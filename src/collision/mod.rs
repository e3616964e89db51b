//! Collision oracles
//!
//! An oracle sweeps a cutter along a straight segment and reports where the
//! tool can move without cutting into the model. Results are flat event
//! lists that alternate between the start (even index) and the end (odd
//! index) of a free stretch.
//!
//! Two backends implement [`CollisionOracle`]:
//!
//! - [`TriangleScan`]: exact sweep against every nearby triangle. It also
//!   offers [`TriangleScan::collisions`], which reports the triangle and
//!   contact point of every hit; the waterline engine uses that for tool
//!   offsetting.
//! - [`AcceleratedScan`] (feature `mesh-ops`): parry3d mesh queries with
//!   recursive bisection of the segment.

#[cfg(feature = "mesh-ops")]
mod accelerated;
mod triangle_scan;

#[cfg(feature = "mesh-ops")]
pub use accelerated::AcceleratedScan;
pub use triangle_scan::TriangleScan;

use crate::config::EPSILON;
use crate::cutter::Cutter;
use crate::error::Result;
use crate::geometry::{Point, Vector};

/// What happens to the tool at an event
#[derive(Debug, Clone, Copy, PartialEq, Eq)]
pub enum Transition {
    /// Start of the queried segment, tool free
    Start,
    /// End of the queried segment, tool free
    End,
    /// Tool starts touching the model
    Enter,
    /// Tool stops touching the model
    Exit,
}

impl Transition {
    /// Whether a free stretch begins here
    pub fn opens_free_stretch(&self) -> bool {
        matches!(self, Transition::Start | Transition::Exit)
    }
}

/// Boundary of a free stretch
#[derive(Debug, Clone, Copy, PartialEq)]
pub struct PathEvent {
    /// Tool location
    pub location: Point,
    /// Kind of boundary
    pub transition: Transition,
}

/// A touching point between tool and model
#[derive(Debug, Clone, Copy, PartialEq)]
pub struct Contact {
    /// Id of the touched triangle
    pub triangle: usize,
    /// Touching point on the triangle
    pub point: Point,
}

/// Boundary of a free stretch with the contact that caused it
///
/// Events without a contact are segment boundaries, not collisions.
#[derive(Debug, Clone, Copy, PartialEq)]
pub struct CollisionEvent {
    /// Tool location
    pub location: Point,
    /// Travel distance from the segment start
    pub distance: f64,
    /// Kind of boundary
    pub transition: Transition,
    /// Touched triangle, for `Enter` and `Exit`
    pub contact: Option<Contact>,
}

impl From<CollisionEvent> for PathEvent {
    fn from(event: CollisionEvent) -> Self {
        PathEvent {
            location: event.location,
            transition: event.transition,
        }
    }
}

/// Sweeps a cutter along segments of the model
pub trait CollisionOracle {
    /// Free stretches of the move from `start` to `end`
    ///
    /// Even entries open a free stretch, odd entries close it. An empty list
    /// means the move is blocked throughout or has zero length. Touching the
    /// model (within [`EPSILON`]) does not block.
    fn free_paths(&self, cutter: &dyn Cutter, start: Point, end: Point) -> Result<Vec<PathEvent>>;
}

/// Pair up an alternating event list into `(from, to)` free stretches
pub fn free_stretches(events: &[PathEvent]) -> impl Iterator<Item = (Point, Point)> + '_ {
    events
        .chunks_exact(2)
        .map(|pair| (pair[0].location, pair[1].location))
}

/// Travel range over which the tool is blocked
#[derive(Debug, Clone, Copy, PartialEq)]
pub(crate) struct BlockedRange {
    pub from: f64,
    pub to: f64,
    pub enter: Option<Contact>,
    pub exit: Option<Contact>,
}

/// Sort ranges and merge those that overlap or nearly touch
pub(crate) fn merge_ranges(mut ranges: Vec<BlockedRange>) -> Vec<BlockedRange> {
    ranges.sort_by(|a, b| a.from.total_cmp(&b.from));
    let mut merged: Vec<BlockedRange> = Vec::with_capacity(ranges.len());
    for range in ranges {
        match merged.last_mut() {
            Some(last) if range.from <= last.to + EPSILON => {
                if range.to > last.to {
                    last.to = range.to;
                    last.exit = range.exit;
                }
            }
            _ => merged.push(range),
        }
    }
    merged
}

/// Alternating events for the free stretches between sorted, merged ranges
pub(crate) fn free_stretch_events(
    start: Point,
    end: Point,
    blocked: &[BlockedRange],
) -> Vec<CollisionEvent> {
    let length = start.distance(&end);
    let dir = if length > 0.0 {
        (end - start) * (1.0 / length)
    } else {
        Vector::default()
    };
    let event = |distance: f64, transition: Transition, contact: Option<Contact>| {
        let location = match transition {
            Transition::Start => start,
            Transition::End => end,
            Transition::Enter | Transition::Exit => start + dir * distance,
        };
        CollisionEvent {
            location,
            distance,
            transition,
            contact,
        }
    };

    let mut events = Vec::new();
    // where the pending free stretch begins
    let mut open = Some((0.0, Transition::Start, None));
    for range in blocked {
        if let Some((from, transition, contact)) = open.take() {
            if range.from > from + EPSILON {
                events.push(event(from, transition, contact));
                events.push(event(range.from.min(length), Transition::Enter, range.enter));
            }
        }
        if range.to >= length - EPSILON {
            return events;
        }
        open = Some((range.to.max(0.0), Transition::Exit, range.exit));
    }
    if let Some((from, transition, contact)) = open {
        if length > from + EPSILON {
            events.push(event(from, transition, contact));
            events.push(event(length, Transition::End, None));
        }
    }
    events
}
-*-
- **ASSIGNMENT**
Copy every line that contains "along" from the listing above.

- **ANSWER SECTION**
//! An oracle sweeps a cutter along a straight segment and reports where the
/// Sweeps a cutter along segments of the model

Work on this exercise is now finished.